■ Aim of the task
Output every entry exactly as given.
===== Listed records =====
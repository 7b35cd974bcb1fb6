//! Search endpoints

use super::{ApiResponse, BlogApi};
use crate::error::TestkitResult;

#[derive(Debug, Clone, Copy, PartialEq, Eq, Default)]
pub enum SearchType {
    #[default]
    All,
    Posts,
    Users,
    Communities,
}

impl SearchType {
    fn as_str(self) -> &'static str {
        match self {
            SearchType::All => "all",
            SearchType::Posts => "posts",
            SearchType::Users => "users",
            SearchType::Communities => "communities",
        }
    }
}

pub struct SearchApi<'a> {
    pub(super) api: &'a BlogApi,
}

impl SearchApi<'_> {
    pub async fn query(
        &self,
        query: &str,
        search_type: SearchType,
        page: u32,
        limit: u32,
    ) -> TestkitResult<ApiResponse> {
        self.api
            .get(
                "search",
                &[
                    ("query", query.to_string()),
                    ("type", search_type.as_str().to_string()),
                    ("page", page.to_string()),
                    ("limit", limit.to_string()),
                ],
            )
            .await
    }
}
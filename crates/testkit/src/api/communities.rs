//! Community endpoints

use serde_json::json;

use super::{ApiResponse, BlogApi};
use crate::error::TestkitResult;

pub struct CommunitiesApi<'a> {
    pub(super) api: &'a BlogApi,
}

impl CommunitiesApi<'_> {
    pub async fn list(&self, page: u32, limit: u32) -> TestkitResult<ApiResponse> {
        self.api
            .get(
                "communities",
                &[("page", page.to_string()), ("limit", limit.to_string())],
            )
            .await
    }

    pub async fn get(&self, community_id: i64) -> TestkitResult<ApiResponse> {
        self.api.get(&format!("communities/{community_id}"), &[]).await
    }

    pub async fn join(&self, community_id: i64, user_id: i64) -> TestkitResult<ApiResponse> {
        self.api
            .post(
                &format!("communities/{community_id}/join"),
                json!({"userId": user_id}),
            )
            .await
    }
}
=====
■ Answer for the task
repository 7b35cd974bcb1fb6
//! Search endpoints

use super::{ApiResponse, BlogApi};
use crate::error::TestkitResult;

#[derive(Debug, Clone, Copy, PartialEq, Eq, Default)]
pub enum SearchType {
    #[default]
    All,
    Posts,
    Users,
    Communities,
}

impl SearchType {
    fn as_str(self) -> &'static str {
        match self {
            SearchType::All => "all",
            SearchType::Posts => "posts",
            SearchType::Users => "users",
            SearchType::Communities => "communities",
        }
    }
}

pub struct SearchApi<'a> {
    pub(super) api: &'a BlogApi,
}

impl SearchApi<'_> {
    pub async fn query(
        &self,
        query: &str,
        search_type: SearchType,
        page: u32,
        limit: u32,
    ) -> TestkitResult<ApiResponse> {
        self.api
            .get(
                "search",
                &[
                    ("query", query.to_string()),
                    ("type", search_type.as_str().to_string()),
                    ("page", page.to_string()),
                    ("limit", limit.to_string()),
                ],
            )
            .await
    }
}
filename crates/testkit/src/api/communities.rs
//! Community endpoints

use serde_json::json;

use super::{ApiResponse, BlogApi};
use crate::error::TestkitResult;

pub struct CommunitiesApi<'a> {
    pub(super) api: &'a BlogApi,
}

impl CommunitiesApi<'_> {
    pub async fn list(&self, page: u32, limit: u32) -> TestkitResult<ApiResponse> {
        self.api
            .get(
                "communities",
                &[("page", page.to_string()), ("limit", limit.to_string())],
            )
            .await
    }

    pub async fn get(&self, community_id: i64) -> TestkitResult<ApiResponse> {
        self.api.get(&format!("communities/{community_id}"), &[]).await
    }

    pub async fn join(&self, community_id: i64, user_id: i64) -> TestkitResult<ApiResponse> {
        self.api
            .post(
                &format!("communities/{community_id}/join"),
                json!({"userId": user_id}),
            )
            .await
    }
}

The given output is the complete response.